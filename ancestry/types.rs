// ========================================================================================
//                       Populations, distances and site identifiers
// ========================================================================================

// Vocabulary shared by the panel, the genotype decoders and the scorer. Types private to
// one stage live with that stage.

use std::fmt;

/// Number of reference populations carried by every panel SNP (EUR, AFA, ASN, LAT, SAS).
pub const NUM_REF_POPS: usize = 5;

/// Number of vertex populations anchoring the ancestry triangle (E, F, A).
pub const NUM_VTX_POPS: usize = 3;

/// Position keys are packed as `chr * 10^9 + pos` so that one integer identifies a site.
pub const POSITION_KEY_STRIDE: u64 = 1_000_000_000;

/// The reference populations, in panel column order.
#[derive(Debug, Clone, Copy, PartialEq, Eq, Hash)]
pub enum RefPopulation {
    European,
    AfricanAmerican,
    Asian,
    Latino,
    SouthAsian,
}

impl RefPopulation {
    pub const ALL: [RefPopulation; NUM_REF_POPS] = [
        RefPopulation::European,
        RefPopulation::AfricanAmerican,
        RefPopulation::Asian,
        RefPopulation::Latino,
        RefPopulation::SouthAsian,
    ];

    #[inline]
    pub fn index(self) -> usize {
        self as usize
    }
}

impl fmt::Display for RefPopulation {
    fn fmt(&self, f: &mut fmt::Formatter<'_>) -> fmt::Result {
        let label = match self {
            RefPopulation::European => "EUR",
            RefPopulation::AfricanAmerican => "AFA",
            RefPopulation::Asian => "ASN",
            RefPopulation::Latino => "LAT",
            RefPopulation::SouthAsian => "SAS",
        };
        f.write_str(label)
    }
}

/// The three vertex populations. Their index doubles as the distance axis index:
/// axis 0 measures distance to EUR, axis 1 to AFR, axis 2 to EAS.
#[derive(Debug, Clone, Copy, PartialEq, Eq, Hash)]
pub enum Vertex {
    E,
    F,
    A,
}

impl Vertex {
    pub const ALL: [Vertex; NUM_VTX_POPS] = [Vertex::E, Vertex::F, Vertex::A];

    #[inline]
    pub fn index(self) -> usize {
        self as usize
    }
}

/// Genetic distances to the three vertex populations (European, African, East Asian).
#[derive(Debug, Clone, Copy, PartialEq, Default)]
pub struct GenoDistance {
    pub e: f64,
    pub f: f64,
    pub a: f64,
}

impl GenoDistance {
    pub fn new(e: f64, f: f64, a: f64) -> Self {
        Self { e, f, a }
    }

    /// Builds a triple from an axis-indexed array (`[EUR, AFR, EAS]`).
    pub fn from_axes(axes: [f64; NUM_VTX_POPS]) -> Self {
        Self {
            e: axes[0],
            f: axes[1],
            a: axes[2],
        }
    }

    /// The fixed axis convention: x is the A distance, y the E distance, z the F distance.
    #[inline]
    pub fn to_point(self) -> SpatialPoint {
        SpatialPoint {
            x: self.a,
            y: self.e,
            z: self.f,
        }
    }
}

/// A point in the 3-D genetic distance space.
#[derive(Debug, Clone, Copy, PartialEq, Default)]
pub struct SpatialPoint {
    pub x: f64,
    pub y: f64,
    pub z: f64,
}

impl SpatialPoint {
    pub const fn new(x: f64, y: f64, z: f64) -> Self {
        Self { x, y, z }
    }

    pub fn distance(&self, other: &SpatialPoint) -> f64 {
        let dx = self.x - other.x;
        let dy = self.y - other.y;
        let dz = self.z - other.z;
        (dx * dx + dy * dy + dz * dz).sqrt()
    }
}

/// How a failure propagates: configuration and format errors abort the run before
/// any output, data-quality conditions are normally skipped locally.
#[derive(Debug, Clone, Copy, PartialEq, Eq)]
pub enum ErrorCategory {
    Configuration,
    Format,
    DataQuality,
    Io,
    Cancelled,
}

impl fmt::Display for ErrorCategory {
    fn fmt(&self, f: &mut fmt::Formatter<'_>) -> fmt::Result {
        let label = match self {
            ErrorCategory::Configuration => "configuration error",
            ErrorCategory::Format => "format error",
            ErrorCategory::DataQuality => "data quality error",
            ErrorCategory::Io => "I/O error",
            ErrorCategory::Cancelled => "cancelled",
        };
        f.write_str(label)
    }
}

/// Which genome build a position refers to.
#[derive(Debug, Clone, Copy, PartialEq, Eq, Hash)]
pub enum GenomeBuild {
    Build37,
    Build38,
}

impl fmt::Display for GenomeBuild {
    fn fmt(&self, f: &mut fmt::Formatter<'_>) -> fmt::Result {
        match self {
            GenomeBuild::Build37 => f.write_str("GRCh37"),
            GenomeBuild::Build38 => f.write_str("GRCh38"),
        }
    }
}

/// Packs an autosome and a position into the key used by the panel position maps.
#[inline]
pub fn position_key(chromosome: u8, position: u32) -> u64 {
    u64::from(chromosome) * POSITION_KEY_STRIDE + u64::from(position)
}

/// Numeric code of a chromosome label. Accepts an optional case-insensitive `chr`
/// prefix; X, Y and MT map to 23, 24 and 25.
pub fn parse_chromosome_label(label: &str) -> Result<u8, String> {
    let label = label.trim();
    let bare = match label.get(..3) {
        Some(prefix) if prefix.eq_ignore_ascii_case("chr") => &label[3..],
        _ => label,
    };

    match bare.to_ascii_uppercase().as_str() {
        "X" => Ok(23),
        "Y" => Ok(24),
        "MT" | "M" => Ok(25),
        digits => digits
            .parse::<u8>()
            .map_err(|_| format!("unrecognized chromosome '{label}'")),
    }
}

/// Only autosomes take part in position matching; anything else yields `None`.
pub fn parse_autosome(chr_str: &str) -> Option<u8> {
    match parse_chromosome_label(chr_str) {
        Ok(chr) if (1..=22).contains(&chr) => Some(chr),
        _ => None,
    }
}

/// Parses `rs123` (case-insensitive prefix, digits only) into its numeric part.
pub fn parse_rs_number(id: &str) -> Option<u64> {
    let bytes = id.as_bytes();
    if bytes.len() <= 2 || !bytes[..2].eq_ignore_ascii_case(b"rs") {
        return None;
    }
    let digits = &id[2..];
    if !digits.bytes().all(|b| b.is_ascii_digit()) {
        return None;
    }
    digits.parse::<u64>().ok().filter(|&rs| rs > 0)
}

#[cfg(test)]
mod tests {
    use super::*;

    #[test]
    fn parse_chromosome_label_supports_common_variants() {
        assert_eq!(parse_chromosome_label("1").unwrap(), 1);
        assert_eq!(parse_chromosome_label("chr2").unwrap(), 2);
        assert_eq!(parse_chromosome_label("chrX").unwrap(), 23);
        assert_eq!(parse_chromosome_label("MT").unwrap(), 25);
        assert_eq!(parse_chromosome_label(" chrM ").unwrap(), 25);
        assert!(parse_chromosome_label("scaffold_7").is_err());
    }

    #[test]
    fn autosome_parsing_rejects_sex_chromosomes() {
        assert_eq!(parse_autosome("CHR22"), Some(22));
        assert_eq!(parse_autosome("X"), None);
        assert_eq!(parse_autosome("0"), None);
        assert_eq!(parse_autosome("23"), None);
    }

    #[test]
    fn rs_numbers_require_prefix_and_digits() {
        assert_eq!(parse_rs_number("rs123"), Some(123));
        assert_eq!(parse_rs_number("RS9"), Some(9));
        assert_eq!(parse_rs_number("rs"), None);
        assert_eq!(parse_rs_number("rs12a"), None);
        assert_eq!(parse_rs_number("123"), None);
        assert_eq!(parse_rs_number("1:12345:A:G"), None);
    }

    #[test]
    fn position_keys_separate_chromosomes() {
        assert_eq!(position_key(1, 5), 1_000_000_005);
        assert_ne!(position_key(1, 5), position_key(2, 5));
    }

    #[test]
    fn distance_triples_follow_axis_convention() {
        let point = GenoDistance::new(1.0, 2.0, 3.0).to_point();
        assert_eq!(point, SpatialPoint::new(3.0, 1.0, 2.0));
    }
}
+ + + + + + +
_PROBLEM DETAILS_.
Word for word, set down the complete listing once more.

_EXPECTED ANSWER_.
filename ancestry/types.rs
// ========================================================================================
//                       Populations, distances and site identifiers
// ========================================================================================

// Vocabulary shared by the panel, the genotype decoders and the scorer. Types private to
// one stage live with that stage.

use std::fmt;

/// Number of reference populations carried by every panel SNP (EUR, AFA, ASN, LAT, SAS).
pub const NUM_REF_POPS: usize = 5;

/// Number of vertex populations anchoring the ancestry triangle (E, F, A).
pub const NUM_VTX_POPS: usize = 3;

/// Position keys are packed as `chr * 10^9 + pos` so that one integer identifies a site.
pub const POSITION_KEY_STRIDE: u64 = 1_000_000_000;

/// The reference populations, in panel column order.
#[derive(Debug, Clone, Copy, PartialEq, Eq, Hash)]
pub enum RefPopulation {
    European,
    AfricanAmerican,
    Asian,
    Latino,
    SouthAsian,
}

impl RefPopulation {
    pub const ALL: [RefPopulation; NUM_REF_POPS] = [
        RefPopulation::European,
        RefPopulation::AfricanAmerican,
        RefPopulation::Asian,
        RefPopulation::Latino,
        RefPopulation::SouthAsian,
    ];

    #[inline]
    pub fn index(self) -> usize {
        self as usize
    }
}

impl fmt::Display for RefPopulation {
    fn fmt(&self, f: &mut fmt::Formatter<'_>) -> fmt::Result {
        let label = match self {
            RefPopulation::European => "EUR",
            RefPopulation::AfricanAmerican => "AFA",
            RefPopulation::Asian => "ASN",
            RefPopulation::Latino => "LAT",
            RefPopulation::SouthAsian => "SAS",
        };
        f.write_str(label)
    }
}

/// The three vertex populations. Their index doubles as the distance axis index:
/// axis 0 measures distance to EUR, axis 1 to AFR, axis 2 to EAS.
#[derive(Debug, Clone, Copy, PartialEq, Eq, Hash)]
pub enum Vertex {
    E,
    F,
    A,
}

impl Vertex {
    pub const ALL: [Vertex; NUM_VTX_POPS] = [Vertex::E, Vertex::F, Vertex::A];

    #[inline]
    pub fn index(self) -> usize {
        self as usize
    }
}

/// Genetic distances to the three vertex populations (European, African, East Asian).
#[derive(Debug, Clone, Copy, PartialEq, Default)]
pub struct GenoDistance {
    pub e: f64,
    pub f: f64,
    pub a: f64,
}

impl GenoDistance {
    pub fn new(e: f64, f: f64, a: f64) -> Self {
        Self { e, f, a }
    }

    /// Builds a triple from an axis-indexed array (`[EUR, AFR, EAS]`).
    pub fn from_axes(axes: [f64; NUM_VTX_POPS]) -> Self {
        Self {
            e: axes[0],
            f: axes[1],
            a: axes[2],
        }
    }

    /// The fixed axis convention: x is the A distance, y the E distance, z the F distance.
    #[inline]
    pub fn to_point(self) -> SpatialPoint {
        SpatialPoint {
            x: self.a,
            y: self.e,
            z: self.f,
        }
    }
}

/// A point in the 3-D genetic distance space.
#[derive(Debug, Clone, Copy, PartialEq, Default)]
pub struct SpatialPoint {
    pub x: f64,
    pub y: f64,
    pub z: f64,
}

impl SpatialPoint {
    pub const fn new(x: f64, y: f64, z: f64) -> Self {
        Self { x, y, z }
    }

    pub fn distance(&self, other: &SpatialPoint) -> f64 {
        let dx = self.x - other.x;
        let dy = self.y - other.y;
        let dz = self.z - other.z;
        (dx * dx + dy * dy + dz * dz).sqrt()
    }
}

/// How a failure propagates: configuration and format errors abort the run before
/// any output, data-quality conditions are normally skipped locally.
#[derive(Debug, Clone, Copy, PartialEq, Eq)]
pub enum ErrorCategory {
    Configuration,
    Format,
    DataQuality,
    Io,
    Cancelled,
}

impl fmt::Display for ErrorCategory {
    fn fmt(&self, f: &mut fmt::Formatter<'_>) -> fmt::Result {
        let label = match self {
            ErrorCategory::Configuration => "configuration error",
            ErrorCategory::Format => "format error",
            ErrorCategory::DataQuality => "data quality error",
            ErrorCategory::Io => "I/O error",
            ErrorCategory::Cancelled => "cancelled",
        };
        f.write_str(label)
    }
}

/// Which genome build a position refers to.
#[derive(Debug, Clone, Copy, PartialEq, Eq, Hash)]
pub enum GenomeBuild {
    Build37,
    Build38,
}

impl fmt::Display for GenomeBuild {
    fn fmt(&self, f: &mut fmt::Formatter<'_>) -> fmt::Result {
        match self {
            GenomeBuild::Build37 => f.write_str("GRCh37"),
            GenomeBuild::Build38 => f.write_str("GRCh38"),
        }
    }
}

/// Packs an autosome and a position into the key used by the panel position maps.
#[inline]
pub fn position_key(chromosome: u8, position: u32) -> u64 {
    u64::from(chromosome) * POSITION_KEY_STRIDE + u64::from(position)
}

/// Numeric code of a chromosome label. Accepts an optional case-insensitive `chr`
/// prefix; X, Y and MT map to 23, 24 and 25.
pub fn parse_chromosome_label(label: &str) -> Result<u8, String> {
    let label = label.trim();
    let bare = match label.get(..3) {
        Some(prefix) if prefix.eq_ignore_ascii_case("chr") => &label[3..],
        _ => label,
    };

    match bare.to_ascii_uppercase().as_str() {
        "X" => Ok(23),
        "Y" => Ok(24),
        "MT" | "M" => Ok(25),
        digits => digits
            .parse::<u8>()
            .map_err(|_| format!("unrecognized chromosome '{label}'")),
    }
}

/// Only autosomes take part in position matching; anything else yields `None`.
pub fn parse_autosome(chr_str: &str) -> Option<u8> {
    match parse_chromosome_label(chr_str) {
        Ok(chr) if (1..=22).contains(&chr) => Some(chr),
        _ => None,
    }
}

/// Parses `rs123` (case-insensitive prefix, digits only) into its numeric part.
pub fn parse_rs_number(id: &str) -> Option<u64> {
    let bytes = id.as_bytes();
    if bytes.len() <= 2 || !bytes[..2].eq_ignore_ascii_case(b"rs") {
        return None;
    }
    let digits = &id[2..];
    if !digits.bytes().all(|b| b.is_ascii_digit()) {
        return None;
    }
    digits.parse::<u64>().ok().filter(|&rs| rs > 0)
}

#[cfg(test)]
mod tests {
    use super::*;

    #[test]
    fn parse_chromosome_label_supports_common_variants() {
        assert_eq!(parse_chromosome_label("1").unwrap(), 1);
        assert_eq!(parse_chromosome_label("chr2").unwrap(), 2);
        assert_eq!(parse_chromosome_label("chrX").unwrap(), 23);
        assert_eq!(parse_chromosome_label("MT").unwrap(), 25);
        assert_eq!(parse_chromosome_label(" chrM ").unwrap(), 25);
        assert!(parse_chromosome_label("scaffold_7").is_err());
    }

    #[test]
    fn autosome_parsing_rejects_sex_chromosomes() {
        assert_eq!(parse_autosome("CHR22"), Some(22));
        assert_eq!(parse_autosome("X"), None);
        assert_eq!(parse_autosome("0"), None);
        assert_eq!(parse_autosome("23"), None);
    }

    #[test]
    fn rs_numbers_require_prefix_and_digits() {
        assert_eq!(parse_rs_number("rs123"), Some(123));
        assert_eq!(parse_rs_number("RS9"), Some(9));
        assert_eq!(parse_rs_number("rs"), None);
        assert_eq!(parse_rs_number("rs12a"), None);
        assert_eq!(parse_rs_number("123"), None);
        assert_eq!(parse_rs_number("1:12345:A:G"), None);
    }

    #[test]
    fn position_keys_separate_chromosomes() {
        assert_eq!(position_key(1, 5), 1_000_000_005);
        assert_ne!(position_key(1, 5), position_key(2, 5));
    }

    #[test]
    fn distance_triples_follow_axis_convention() {
        let point = GenoDistance::new(1.0, 2.0, 3.0).to_point();
        assert_eq!(point, SpatialPoint::new(3.0, 1.0, 2.0));
    }
}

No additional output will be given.